At one point as we walked along Broadway, Scott leaned close to my ear and said, “You know what I always wanted to do in New York? Buy a switchblade.”
Within a second or two, out of nowhere, there was a small, skinny man in a shiny leather coat right next to Scott. “You want a switchblade, Man? I got anything you want. Six inch, eight inch, anything.”
Scott said he also offered to sell weed, cocaine, heroin, etc.
He talked really fast, and for reasons unknown, Scott went into an alley with him. I waited on the street, halfway thinking I would be driving home to Oklahoma alone. In a couple of minutes, though, Scott and the leather coat guy emerged from the alley. Leather coat guy opened a zippered pocket on the outside of Scott’s camera bag and stuffed an object wrapped in brown paper into it. Then as quickly as he appeared, he vanished into the night.
Scott and I walked around the corner. “I got the guy talked down to $15,” he told me. He pulled out the object, supposedly the switchblade he just bought, and unwrapped it to discover he had just paid $15 for a Clark candy bar.
We spent a day in Washington D. C., where Scott took time to photograph the World’s Greatest Siamese Pickle, which we brought with us from Oklahoma.
I only have a small number of images from those two days because as college kid, I could only afford four rolls of film for the entire trip.
We drove to Atlantic City, New Jersey and hung out on the Boardwalk for a while. An obese man in an overcoat and fedora, smoking a huge cigar, walked past said, “You take a picture of me, I’ll break your f*cking camera.” As far as I know, it is the only time I have been threatened by the Mafia.

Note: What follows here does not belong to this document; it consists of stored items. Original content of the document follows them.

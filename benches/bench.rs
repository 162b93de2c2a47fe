use criterion::{black_box, criterion_group, criterion_main, BenchmarkId, Criterion};
use rand::rngs::OsRng;
use sra_psi::{random_prime, BloomFilter, Party, PsiConfig, RecordCodec, SraKey};

fn records(prefix: &str, range: std::ops::Range<usize>) -> Vec<String> {
    range.map(|i| format!("{prefix}-{i}@example.com")).collect()
}

fn agreed_pair(config: &PsiConfig) -> (Party, Party) {
    let mut server = Party::initiator(config.clone()).expect("Server init failed");
    let mut client = Party::responder(config.clone()).expect("Client init failed");
    let prime = server.generate_prime().expect("Prime generation failed").clone();
    client.install_prime(prime).expect("Prime install failed");
    (server, client)
}

fn bench_key_generation(c: &mut Criterion) {
    let mut group = c.benchmark_group("key_generation");

    for bits in [128u64, 256, 512].iter() {
        let prime = random_prime(&mut OsRng, *bits).expect("Prime generation failed");
        group.bench_with_input(
            BenchmarkId::from_parameter(format!("p={}", bits)),
            bits,
            |b, _| {
                b.iter(|| {
                    SraKey::generate(black_box(&prime), 32, 1024, &mut OsRng)
                        .expect("Key generation failed")
                });
            },
        );
    }

    group.finish();
}

fn bench_encryption(c: &mut Criterion) {
    let mut group = c.benchmark_group("encryption");
    let config = PsiConfig::default();

    for size in [16usize, 64, 256].iter() {
        let data = records("user", 0..*size);

        group.bench_with_input(BenchmarkId::from_parameter(size), size, |b, _| {
            b.iter_batched(
                || agreed_pair(&config).0,
                |mut server| server.load_data(black_box(&data)).expect("Encryption failed"),
                criterion::BatchSize::LargeInput,
            );
        });
    }

    group.finish();
}

fn bench_filter(c: &mut Criterion) {
    let mut group = c.benchmark_group("bloom_filter");

    for size in [1_000usize, 10_000, 100_000].iter() {
        let items: Vec<Vec<u8>> = (0..*size)
            .map(|i| format!("{:x}", i * 7919).into_bytes())
            .collect();

        group.bench_with_input(BenchmarkId::new("insert", size), size, |b, &size| {
            b.iter(|| {
                let mut filter = BloomFilter::new(size, 0.0001).expect("Filter sizing failed");
                filter.add_all(black_box(&items));
                filter
            });
        });

        let mut filter = BloomFilter::new(*size, 0.0001).expect("Filter sizing failed");
        filter.add_all(&items);
        group.bench_with_input(BenchmarkId::new("test_multiple", size), size, |b, _| {
            b.iter(|| filter.test_multiple(black_box(&items)));
        });
    }

    group.finish();
}

fn bench_codec(c: &mut Criterion) {
    let codec = RecordCodec::new(25).expect("Codec failed");
    let record = "curabitur.dictum@protonmail.edu";

    c.bench_function("codec_roundtrip", |b| {
        b.iter(|| {
            let words = codec.encode_str(black_box(record));
            codec.decode_str(&words).expect("Decoding failed")
        });
    });
}

fn bench_full_intersection(c: &mut Criterion) {
    let mut group = c.benchmark_group("intersection");
    group.sample_size(10);
    let config = PsiConfig::default();

    for size in [16usize, 64, 256].iter() {
        let server_data = records("user", 0..*size);
        let client_data = records("user", *size / 2..*size + *size / 2);

        group.bench_with_input(
            BenchmarkId::from_parameter(format!("{}x{}", size, size)),
            size,
            |b, _| {
                b.iter(|| {
                    let (mut server, mut client) = agreed_pair(&config);
                    let server_set = server.load_data(&server_data).expect("Server encryption failed");
                    let client_set = client.load_data(&client_data).expect("Client encryption failed");
                    let cross = client.encrypt_external(&server_set).expect("Cross-encryption failed");
                    server.prepare_intersection(&cross).expect("Filter construction failed");
                    let common = server.intersect(&client_set).expect("Intersection failed");
                    client.parse_intersection(&common).expect("Parsing failed")
                });
            },
        );
    }

    group.finish();
}

criterion_group!(
    benches,
    bench_key_generation,
    bench_encryption,
    bench_filter,
    bench_codec,
    bench_full_intersection
);
criterion_main!(benches);
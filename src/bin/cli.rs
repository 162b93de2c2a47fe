use anyhow::{Context, Result};
use clap::{Parser, Subcommand};
use std::path::PathBuf;
use std::time::Instant;
use tracing_subscriber::EnvFilter;

use sra_psi::{EncryptedSet, Party, PsiConfig, RecordCodec, RsaChannel, SecureChannel};

#[derive(Parser)]
#[command(name = "psi-cli")]
#[command(about = "SRA private set intersection CLI", long_about = None)]
struct Cli {
    /// Configuration file written by psi-setup
    #[arg(long, global = true)]
    config: Option<PathBuf>,

    #[command(subcommand)]
    command: Commands,
}

#[derive(Subcommand)]
enum Commands {
    /// Run both parties of the protocol locally and print the intersection
    Intersect {
        /// Client (responder) records, comma-separated
        #[arg(short = 'c', long)]
        client: String,

        /// Server (initiator) records, comma-separated
        #[arg(short = 's', long)]
        server: String,

        /// Override the filter false-positive rate
        #[arg(long)]
        fp_rate: Option<f64>,

        /// Override the shared prime size in bits
        #[arg(long)]
        prime_bits: Option<u64>,
    },

    /// Show the words a record encodes to
    Encode {
        /// Record to encode
        record: String,

        /// Characters per word
        #[arg(long, default_value = "25")]
        max_chars_per_word: usize,
    },
}

/// Parse a comma-separated list of records
fn parse_set(input: &str) -> Vec<String> {
    input
        .split(',')
        .map(|s| s.trim())
        .filter(|s| !s.is_empty())
        .map(str::to_string)
        .collect()
}

fn message_size(set: &EncryptedSet) -> Result<usize> {
    Ok(bincode::serialize(set)?.len())
}

fn intersect_command(
    config: PsiConfig,
    client_str: String,
    server_str: String,
) -> Result<()> {
    println!("SRA-PSI Intersection");

    let start = Instant::now();
    let client_records = parse_set(&client_str);
    let server_records = parse_set(&server_str);

    println!("  Client: {} records", client_records.len());
    println!("  Server: {} records", server_records.len());

    let mut server = Party::initiator(config.clone())?;
    let mut client = Party::responder(config.clone())?;

    // Prime agreement over the RSA channel.
    let phase = Instant::now();
    let channel = RsaChannel::generate(config.rsa_bits).context("Failed to generate RSA key")?;
    let sealed = server
        .share_prime(&channel.public_key_bytes()?)
        .context("Failed to share prime")?;
    client
        .receive_prime(&channel, &sealed)
        .context("Failed to receive prime")?;
    println!(
        "Prime agreed in {:.2?} (server {}, client {})",
        phase.elapsed(),
        server.prime_fingerprint().unwrap_or_default(),
        client.prime_fingerprint().unwrap_or_default()
    );

    let phase = Instant::now();
    let server_set = server.load_data(&server_records)?;
    let client_set = client.load_data(&client_records)?;
    println!("Records encrypted in {:.2?}", phase.elapsed());

    let phase = Instant::now();
    let cross = client.encrypt_external(&server_set)?;
    server.prepare_intersection(&cross)?;
    let common = server.intersect(&client_set)?;
    println!("Intersection computed in {:.2?}", phase.elapsed());

    println!(
        "Messages: server set {} bytes, cross-encrypted {} bytes, client set {} bytes, result {} bytes",
        message_size(&server_set)?,
        message_size(&cross)?,
        message_size(&client_set)?,
        message_size(&common)?
    );

    let results = client.parse_intersection(&common)?;
    println!("\n{} common records:", results.len());
    for (i, result) in results.into_iter().enumerate() {
        match result {
            Ok(record) => println!("\t{}. {}", i, record),
            Err(e) => println!("\t{}. <undecodable: {}>", i, e),
        }
    }

    println!("\nTotal time: {:.2?}", start.elapsed());
    Ok(())
}

fn encode_command(record: String, max_chars_per_word: usize) -> Result<()> {
    let codec = RecordCodec::new(max_chars_per_word)?;
    let words = codec.encode_str(&record);

    println!("{:?} -> {} word(s)", record, words.len());
    for word in &words {
        println!("\t{}", word);
    }

    let decoded = codec.decode_str(&words).context("Round trip failed")?;
    println!("decodes back to {:?}", decoded);
    Ok(())
}

fn main() -> Result<()> {
    tracing_subscriber::fmt()
        .with_env_filter(
            EnvFilter::try_from_default_env().unwrap_or_else(|_| EnvFilter::new("info")),
        )
        .init();

    let cli = Cli::parse();
    let mut config = match &cli.config {
        Some(path) => PsiConfig::load(path)
            .with_context(|| format!("Failed to load config from {:?}", path))?,
        None => PsiConfig::default(),
    };

    match cli.command {
        Commands::Intersect {
            client,
            server,
            fp_rate,
            prime_bits,
        } => {
            if let Some(rate) = fp_rate {
                config.false_positive_rate = rate;
            }
            if let Some(bits) = prime_bits {
                config.prime_bits = bits;
            }
            config.validate().context("Invalid parameters")?;
            intersect_command(config, client, server)
        }

        Commands::Encode {
            record,
            max_chars_per_word,
        } => encode_command(record, max_chars_per_word),
    }
}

For our trip back to Oklahoma Scott and I bought a stash of hoagies, cheesesteaks, and Tastykakes. As we were sitting in a restaurant with a map open, planning our drive home, a waiter approached us and asked where we lived. When we told him it was Oklahoma, he looked at our U. S. map for 30 seconds but was unable to find Oklahoma. It was our impression that people on the east coast must think of Oklahoma as one of the big rectangular states out west.